• Work instructions
Across the entries, how many lines have the string "super" in them? Reply with only a number.

• Supplied entries
= Beginning of Section =
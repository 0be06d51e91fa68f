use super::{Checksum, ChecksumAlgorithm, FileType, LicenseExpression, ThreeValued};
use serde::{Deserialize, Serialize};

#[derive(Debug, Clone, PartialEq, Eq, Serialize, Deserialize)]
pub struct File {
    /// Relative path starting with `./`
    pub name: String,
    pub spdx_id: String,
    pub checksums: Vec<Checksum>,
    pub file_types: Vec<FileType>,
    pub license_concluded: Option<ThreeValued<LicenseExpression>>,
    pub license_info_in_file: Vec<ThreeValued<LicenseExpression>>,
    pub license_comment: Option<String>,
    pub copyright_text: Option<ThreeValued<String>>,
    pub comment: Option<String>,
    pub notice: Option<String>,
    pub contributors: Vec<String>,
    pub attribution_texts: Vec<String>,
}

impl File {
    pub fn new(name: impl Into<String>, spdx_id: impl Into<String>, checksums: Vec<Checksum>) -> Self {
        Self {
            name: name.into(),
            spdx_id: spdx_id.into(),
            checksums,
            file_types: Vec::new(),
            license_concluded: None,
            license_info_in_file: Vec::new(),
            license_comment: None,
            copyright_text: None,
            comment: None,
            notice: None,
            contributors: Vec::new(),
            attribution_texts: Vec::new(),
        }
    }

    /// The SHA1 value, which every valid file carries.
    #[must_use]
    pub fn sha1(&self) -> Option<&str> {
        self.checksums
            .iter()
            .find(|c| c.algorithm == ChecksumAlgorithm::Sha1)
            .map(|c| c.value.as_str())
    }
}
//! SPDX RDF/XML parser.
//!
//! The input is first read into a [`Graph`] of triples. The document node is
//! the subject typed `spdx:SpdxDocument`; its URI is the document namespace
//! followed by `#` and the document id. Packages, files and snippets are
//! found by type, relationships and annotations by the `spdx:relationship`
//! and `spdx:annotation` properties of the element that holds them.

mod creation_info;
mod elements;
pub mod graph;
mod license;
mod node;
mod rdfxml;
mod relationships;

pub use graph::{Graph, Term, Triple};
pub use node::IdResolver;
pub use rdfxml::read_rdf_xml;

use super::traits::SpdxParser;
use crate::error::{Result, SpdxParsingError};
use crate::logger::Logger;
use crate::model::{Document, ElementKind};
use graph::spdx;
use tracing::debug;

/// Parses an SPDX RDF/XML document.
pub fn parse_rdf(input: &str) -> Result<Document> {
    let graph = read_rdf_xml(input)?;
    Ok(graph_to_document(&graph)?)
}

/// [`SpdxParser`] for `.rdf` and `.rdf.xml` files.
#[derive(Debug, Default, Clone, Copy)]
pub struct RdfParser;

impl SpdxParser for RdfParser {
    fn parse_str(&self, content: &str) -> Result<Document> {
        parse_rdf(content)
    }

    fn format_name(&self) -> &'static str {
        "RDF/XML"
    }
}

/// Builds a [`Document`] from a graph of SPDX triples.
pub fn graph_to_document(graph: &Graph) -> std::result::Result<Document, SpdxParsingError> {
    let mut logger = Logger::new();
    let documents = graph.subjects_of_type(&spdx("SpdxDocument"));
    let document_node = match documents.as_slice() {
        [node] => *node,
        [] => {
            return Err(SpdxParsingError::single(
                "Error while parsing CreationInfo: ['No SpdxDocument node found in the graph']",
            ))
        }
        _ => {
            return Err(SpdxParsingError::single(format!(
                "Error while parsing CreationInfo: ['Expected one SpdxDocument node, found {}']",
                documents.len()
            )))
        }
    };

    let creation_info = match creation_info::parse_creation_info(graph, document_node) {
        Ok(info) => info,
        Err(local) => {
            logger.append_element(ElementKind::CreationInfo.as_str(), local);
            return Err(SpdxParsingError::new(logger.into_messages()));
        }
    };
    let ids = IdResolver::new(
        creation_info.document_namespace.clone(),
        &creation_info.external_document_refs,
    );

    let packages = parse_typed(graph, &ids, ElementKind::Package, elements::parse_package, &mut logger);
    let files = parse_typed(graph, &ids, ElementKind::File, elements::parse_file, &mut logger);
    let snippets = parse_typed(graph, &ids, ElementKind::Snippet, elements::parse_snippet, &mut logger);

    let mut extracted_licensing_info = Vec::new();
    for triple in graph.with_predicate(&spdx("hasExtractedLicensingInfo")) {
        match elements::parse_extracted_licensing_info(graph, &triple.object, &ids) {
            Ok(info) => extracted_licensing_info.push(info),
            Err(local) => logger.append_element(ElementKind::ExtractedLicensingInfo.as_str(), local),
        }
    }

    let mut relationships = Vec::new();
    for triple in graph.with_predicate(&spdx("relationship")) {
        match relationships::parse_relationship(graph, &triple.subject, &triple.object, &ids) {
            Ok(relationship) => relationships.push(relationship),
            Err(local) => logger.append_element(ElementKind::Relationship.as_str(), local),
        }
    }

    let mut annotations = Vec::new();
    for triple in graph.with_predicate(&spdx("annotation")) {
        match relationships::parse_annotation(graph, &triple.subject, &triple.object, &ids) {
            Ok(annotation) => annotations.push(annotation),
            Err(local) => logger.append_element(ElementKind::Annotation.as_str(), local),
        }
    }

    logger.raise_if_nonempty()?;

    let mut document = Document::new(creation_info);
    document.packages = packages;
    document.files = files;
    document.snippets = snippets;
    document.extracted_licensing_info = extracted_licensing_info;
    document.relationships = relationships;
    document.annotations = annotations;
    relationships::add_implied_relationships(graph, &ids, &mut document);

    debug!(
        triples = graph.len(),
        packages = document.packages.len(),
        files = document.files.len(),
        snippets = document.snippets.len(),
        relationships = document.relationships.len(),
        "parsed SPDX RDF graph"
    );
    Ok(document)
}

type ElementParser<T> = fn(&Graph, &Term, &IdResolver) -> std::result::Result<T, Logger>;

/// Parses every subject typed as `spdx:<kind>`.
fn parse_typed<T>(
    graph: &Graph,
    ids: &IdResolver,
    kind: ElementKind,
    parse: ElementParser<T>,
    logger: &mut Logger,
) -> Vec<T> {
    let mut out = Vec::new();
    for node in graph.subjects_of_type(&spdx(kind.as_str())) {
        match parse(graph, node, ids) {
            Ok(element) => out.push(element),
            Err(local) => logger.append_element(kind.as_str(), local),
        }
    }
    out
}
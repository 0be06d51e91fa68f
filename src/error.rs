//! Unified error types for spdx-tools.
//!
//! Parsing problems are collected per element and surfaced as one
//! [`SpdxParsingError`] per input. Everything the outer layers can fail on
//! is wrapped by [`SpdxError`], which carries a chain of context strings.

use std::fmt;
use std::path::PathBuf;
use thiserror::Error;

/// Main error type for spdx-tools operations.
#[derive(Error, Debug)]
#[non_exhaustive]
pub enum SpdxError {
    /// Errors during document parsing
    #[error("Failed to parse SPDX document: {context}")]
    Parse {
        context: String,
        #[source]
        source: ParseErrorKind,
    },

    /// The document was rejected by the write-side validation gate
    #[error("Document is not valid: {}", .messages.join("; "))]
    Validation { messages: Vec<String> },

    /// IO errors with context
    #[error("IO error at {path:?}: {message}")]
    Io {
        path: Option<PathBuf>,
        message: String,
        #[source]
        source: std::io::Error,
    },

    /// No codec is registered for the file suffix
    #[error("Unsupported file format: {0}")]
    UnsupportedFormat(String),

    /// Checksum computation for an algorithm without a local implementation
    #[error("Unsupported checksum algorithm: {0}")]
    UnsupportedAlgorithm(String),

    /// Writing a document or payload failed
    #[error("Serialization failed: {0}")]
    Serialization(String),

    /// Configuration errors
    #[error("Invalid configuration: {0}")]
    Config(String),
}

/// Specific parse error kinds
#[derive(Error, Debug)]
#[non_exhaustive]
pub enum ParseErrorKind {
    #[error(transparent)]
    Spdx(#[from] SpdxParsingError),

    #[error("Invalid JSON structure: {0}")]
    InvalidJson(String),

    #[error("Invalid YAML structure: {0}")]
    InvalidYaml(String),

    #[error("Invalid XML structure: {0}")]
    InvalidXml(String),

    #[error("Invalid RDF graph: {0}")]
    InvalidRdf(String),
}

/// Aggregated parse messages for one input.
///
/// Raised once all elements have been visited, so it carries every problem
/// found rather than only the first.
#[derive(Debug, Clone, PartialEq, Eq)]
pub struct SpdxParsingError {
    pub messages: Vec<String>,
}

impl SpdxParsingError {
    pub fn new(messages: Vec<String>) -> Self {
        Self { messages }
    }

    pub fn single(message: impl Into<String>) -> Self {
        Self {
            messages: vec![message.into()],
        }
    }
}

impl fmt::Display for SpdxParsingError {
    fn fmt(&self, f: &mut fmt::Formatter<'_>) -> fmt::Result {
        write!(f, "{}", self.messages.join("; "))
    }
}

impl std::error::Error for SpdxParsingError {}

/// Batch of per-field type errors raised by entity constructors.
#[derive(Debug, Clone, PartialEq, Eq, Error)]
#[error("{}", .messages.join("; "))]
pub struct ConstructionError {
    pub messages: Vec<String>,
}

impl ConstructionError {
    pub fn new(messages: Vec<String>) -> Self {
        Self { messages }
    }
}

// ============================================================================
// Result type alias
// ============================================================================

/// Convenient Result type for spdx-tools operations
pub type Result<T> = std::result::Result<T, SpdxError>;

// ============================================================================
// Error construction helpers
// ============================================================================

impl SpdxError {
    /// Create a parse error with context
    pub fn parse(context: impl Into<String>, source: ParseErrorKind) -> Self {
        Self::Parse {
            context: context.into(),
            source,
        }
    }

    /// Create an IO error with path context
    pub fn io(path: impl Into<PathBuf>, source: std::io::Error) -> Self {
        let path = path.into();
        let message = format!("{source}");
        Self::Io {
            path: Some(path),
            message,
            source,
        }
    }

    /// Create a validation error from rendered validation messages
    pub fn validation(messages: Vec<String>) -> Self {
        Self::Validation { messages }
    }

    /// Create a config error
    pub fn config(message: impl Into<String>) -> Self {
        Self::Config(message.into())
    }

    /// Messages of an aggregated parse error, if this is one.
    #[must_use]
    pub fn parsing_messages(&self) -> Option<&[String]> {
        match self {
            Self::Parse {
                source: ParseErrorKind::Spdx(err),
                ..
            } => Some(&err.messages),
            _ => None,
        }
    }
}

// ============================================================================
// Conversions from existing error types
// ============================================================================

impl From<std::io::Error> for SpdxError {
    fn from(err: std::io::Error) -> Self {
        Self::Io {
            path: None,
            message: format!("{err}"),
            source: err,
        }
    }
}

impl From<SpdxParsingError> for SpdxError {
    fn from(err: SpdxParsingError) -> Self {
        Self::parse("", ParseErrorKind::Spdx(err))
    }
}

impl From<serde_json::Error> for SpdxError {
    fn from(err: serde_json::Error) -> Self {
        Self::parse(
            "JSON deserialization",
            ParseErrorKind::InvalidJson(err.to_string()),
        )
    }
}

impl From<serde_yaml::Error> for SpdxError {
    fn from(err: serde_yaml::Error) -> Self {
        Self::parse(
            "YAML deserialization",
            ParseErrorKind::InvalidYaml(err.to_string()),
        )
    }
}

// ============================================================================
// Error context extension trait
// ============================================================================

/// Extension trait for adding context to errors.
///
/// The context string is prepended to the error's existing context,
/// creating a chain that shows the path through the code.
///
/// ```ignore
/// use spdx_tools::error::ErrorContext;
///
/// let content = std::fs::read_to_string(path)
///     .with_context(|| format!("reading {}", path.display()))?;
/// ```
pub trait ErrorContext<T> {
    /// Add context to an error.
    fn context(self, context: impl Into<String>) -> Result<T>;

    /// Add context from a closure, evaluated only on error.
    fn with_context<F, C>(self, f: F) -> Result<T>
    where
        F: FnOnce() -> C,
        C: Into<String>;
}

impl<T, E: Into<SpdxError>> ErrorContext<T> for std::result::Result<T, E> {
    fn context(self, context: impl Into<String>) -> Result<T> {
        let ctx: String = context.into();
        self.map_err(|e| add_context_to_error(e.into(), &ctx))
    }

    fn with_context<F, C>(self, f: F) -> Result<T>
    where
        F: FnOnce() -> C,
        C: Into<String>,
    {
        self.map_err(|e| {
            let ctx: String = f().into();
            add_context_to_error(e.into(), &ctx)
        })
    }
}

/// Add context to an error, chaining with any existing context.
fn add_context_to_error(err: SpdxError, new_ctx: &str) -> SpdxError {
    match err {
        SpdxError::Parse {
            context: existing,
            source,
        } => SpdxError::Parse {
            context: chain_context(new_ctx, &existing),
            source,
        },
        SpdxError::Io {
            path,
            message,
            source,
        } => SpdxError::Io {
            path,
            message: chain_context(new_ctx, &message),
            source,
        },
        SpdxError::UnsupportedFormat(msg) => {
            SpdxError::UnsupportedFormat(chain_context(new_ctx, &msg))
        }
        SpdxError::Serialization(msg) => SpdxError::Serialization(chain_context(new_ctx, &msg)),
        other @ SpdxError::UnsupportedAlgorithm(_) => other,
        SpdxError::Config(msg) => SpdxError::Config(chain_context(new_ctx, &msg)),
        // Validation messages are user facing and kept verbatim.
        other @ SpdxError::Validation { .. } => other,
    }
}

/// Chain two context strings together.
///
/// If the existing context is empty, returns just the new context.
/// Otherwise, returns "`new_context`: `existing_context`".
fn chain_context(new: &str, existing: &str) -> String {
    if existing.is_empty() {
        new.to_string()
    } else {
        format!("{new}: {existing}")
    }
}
= End of Section =
= Beginning of Section =
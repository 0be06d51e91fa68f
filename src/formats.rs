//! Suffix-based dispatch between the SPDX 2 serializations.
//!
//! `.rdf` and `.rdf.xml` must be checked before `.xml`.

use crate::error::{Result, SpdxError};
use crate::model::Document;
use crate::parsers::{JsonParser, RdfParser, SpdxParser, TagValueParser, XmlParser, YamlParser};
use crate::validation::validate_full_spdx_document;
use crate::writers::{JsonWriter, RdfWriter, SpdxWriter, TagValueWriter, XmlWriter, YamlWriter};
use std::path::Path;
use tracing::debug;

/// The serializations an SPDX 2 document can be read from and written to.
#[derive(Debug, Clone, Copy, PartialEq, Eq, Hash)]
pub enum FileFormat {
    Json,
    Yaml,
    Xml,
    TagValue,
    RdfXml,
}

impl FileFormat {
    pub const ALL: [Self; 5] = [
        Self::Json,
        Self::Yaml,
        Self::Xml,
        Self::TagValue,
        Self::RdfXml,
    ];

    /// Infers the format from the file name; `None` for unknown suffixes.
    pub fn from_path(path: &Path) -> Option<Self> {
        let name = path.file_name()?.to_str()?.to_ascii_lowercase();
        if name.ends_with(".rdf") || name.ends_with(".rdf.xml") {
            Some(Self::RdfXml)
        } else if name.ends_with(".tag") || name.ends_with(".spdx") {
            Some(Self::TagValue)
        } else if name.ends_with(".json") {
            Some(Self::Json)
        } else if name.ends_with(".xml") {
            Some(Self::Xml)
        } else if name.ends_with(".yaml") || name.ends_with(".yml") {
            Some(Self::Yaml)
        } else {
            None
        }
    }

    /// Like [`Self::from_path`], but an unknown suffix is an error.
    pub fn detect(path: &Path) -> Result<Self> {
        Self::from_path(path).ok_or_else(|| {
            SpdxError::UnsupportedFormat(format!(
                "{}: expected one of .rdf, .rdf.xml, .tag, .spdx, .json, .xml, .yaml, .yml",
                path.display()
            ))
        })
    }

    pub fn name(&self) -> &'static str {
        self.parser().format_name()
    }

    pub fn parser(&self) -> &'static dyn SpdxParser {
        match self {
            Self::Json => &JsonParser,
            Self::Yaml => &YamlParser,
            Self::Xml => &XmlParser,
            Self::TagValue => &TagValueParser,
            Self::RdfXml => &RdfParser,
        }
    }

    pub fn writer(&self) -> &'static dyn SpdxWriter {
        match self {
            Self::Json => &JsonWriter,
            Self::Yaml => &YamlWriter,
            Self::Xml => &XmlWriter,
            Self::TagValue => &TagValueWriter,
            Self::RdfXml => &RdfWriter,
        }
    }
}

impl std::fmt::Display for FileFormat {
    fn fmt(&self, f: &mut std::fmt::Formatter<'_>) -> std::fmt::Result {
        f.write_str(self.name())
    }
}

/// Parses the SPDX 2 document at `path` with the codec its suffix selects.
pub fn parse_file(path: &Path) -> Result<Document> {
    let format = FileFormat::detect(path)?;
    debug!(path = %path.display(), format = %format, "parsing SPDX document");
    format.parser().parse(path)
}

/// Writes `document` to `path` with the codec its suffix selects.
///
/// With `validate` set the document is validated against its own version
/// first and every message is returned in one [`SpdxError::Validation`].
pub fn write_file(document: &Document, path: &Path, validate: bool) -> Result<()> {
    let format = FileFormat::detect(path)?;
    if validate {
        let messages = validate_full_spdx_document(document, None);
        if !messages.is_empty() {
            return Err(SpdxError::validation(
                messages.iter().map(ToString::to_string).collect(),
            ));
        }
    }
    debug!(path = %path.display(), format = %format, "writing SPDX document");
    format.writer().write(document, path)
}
= End of Section =
= Beginning of Section =
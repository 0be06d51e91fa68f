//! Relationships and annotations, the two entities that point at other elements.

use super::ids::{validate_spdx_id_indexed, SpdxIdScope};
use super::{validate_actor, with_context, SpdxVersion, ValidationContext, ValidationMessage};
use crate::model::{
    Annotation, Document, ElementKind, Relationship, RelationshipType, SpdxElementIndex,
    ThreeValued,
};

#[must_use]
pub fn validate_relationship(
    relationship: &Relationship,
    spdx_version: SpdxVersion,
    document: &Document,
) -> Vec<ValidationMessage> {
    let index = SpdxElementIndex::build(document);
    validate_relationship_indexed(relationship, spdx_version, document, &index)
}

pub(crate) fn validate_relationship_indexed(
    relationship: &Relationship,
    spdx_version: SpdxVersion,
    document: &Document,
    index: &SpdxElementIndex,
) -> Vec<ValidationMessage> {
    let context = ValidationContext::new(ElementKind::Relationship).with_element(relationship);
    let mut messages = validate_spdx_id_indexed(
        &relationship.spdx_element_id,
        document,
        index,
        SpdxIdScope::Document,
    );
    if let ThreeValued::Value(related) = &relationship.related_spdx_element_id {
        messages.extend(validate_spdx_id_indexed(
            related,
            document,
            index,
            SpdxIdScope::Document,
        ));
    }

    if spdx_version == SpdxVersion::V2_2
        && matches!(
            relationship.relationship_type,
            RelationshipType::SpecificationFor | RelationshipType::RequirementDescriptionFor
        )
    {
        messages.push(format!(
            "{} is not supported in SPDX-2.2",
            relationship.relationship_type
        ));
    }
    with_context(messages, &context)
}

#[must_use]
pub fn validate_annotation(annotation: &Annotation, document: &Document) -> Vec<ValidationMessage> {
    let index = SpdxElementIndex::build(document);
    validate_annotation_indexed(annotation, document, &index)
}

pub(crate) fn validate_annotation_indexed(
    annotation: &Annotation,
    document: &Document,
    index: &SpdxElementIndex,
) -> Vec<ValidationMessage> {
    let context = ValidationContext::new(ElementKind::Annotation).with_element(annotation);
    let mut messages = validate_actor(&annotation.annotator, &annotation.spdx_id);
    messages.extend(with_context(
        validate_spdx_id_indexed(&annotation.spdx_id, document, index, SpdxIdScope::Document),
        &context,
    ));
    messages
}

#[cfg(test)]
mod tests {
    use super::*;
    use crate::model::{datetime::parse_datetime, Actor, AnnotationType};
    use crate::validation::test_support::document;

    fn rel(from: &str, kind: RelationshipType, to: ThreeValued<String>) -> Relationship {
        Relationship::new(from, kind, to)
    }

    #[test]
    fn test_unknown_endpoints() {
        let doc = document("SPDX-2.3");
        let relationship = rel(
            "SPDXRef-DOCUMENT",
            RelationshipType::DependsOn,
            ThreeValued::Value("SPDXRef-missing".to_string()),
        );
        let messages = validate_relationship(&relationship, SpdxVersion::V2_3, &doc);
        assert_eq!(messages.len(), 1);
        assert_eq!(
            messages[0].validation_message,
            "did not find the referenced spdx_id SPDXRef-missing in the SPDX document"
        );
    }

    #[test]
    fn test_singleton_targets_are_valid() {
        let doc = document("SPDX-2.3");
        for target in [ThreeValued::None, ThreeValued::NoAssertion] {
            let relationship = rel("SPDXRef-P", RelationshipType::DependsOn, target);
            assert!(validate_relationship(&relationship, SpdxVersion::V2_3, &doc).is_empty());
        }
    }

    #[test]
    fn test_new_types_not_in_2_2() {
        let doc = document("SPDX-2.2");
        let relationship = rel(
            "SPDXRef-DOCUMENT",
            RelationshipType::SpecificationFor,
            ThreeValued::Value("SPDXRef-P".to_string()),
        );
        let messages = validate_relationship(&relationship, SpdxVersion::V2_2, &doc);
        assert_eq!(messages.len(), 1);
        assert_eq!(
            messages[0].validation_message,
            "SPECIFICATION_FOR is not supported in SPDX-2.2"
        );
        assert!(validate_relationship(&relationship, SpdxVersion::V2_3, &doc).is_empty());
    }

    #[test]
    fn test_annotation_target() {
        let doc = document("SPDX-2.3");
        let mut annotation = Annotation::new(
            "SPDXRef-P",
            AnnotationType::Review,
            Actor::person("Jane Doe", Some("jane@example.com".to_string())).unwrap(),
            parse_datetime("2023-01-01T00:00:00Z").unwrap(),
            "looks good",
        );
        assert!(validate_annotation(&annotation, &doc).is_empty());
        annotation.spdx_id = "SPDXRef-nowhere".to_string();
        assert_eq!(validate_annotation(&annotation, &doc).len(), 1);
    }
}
= End of Section =
• Solution for this problem
5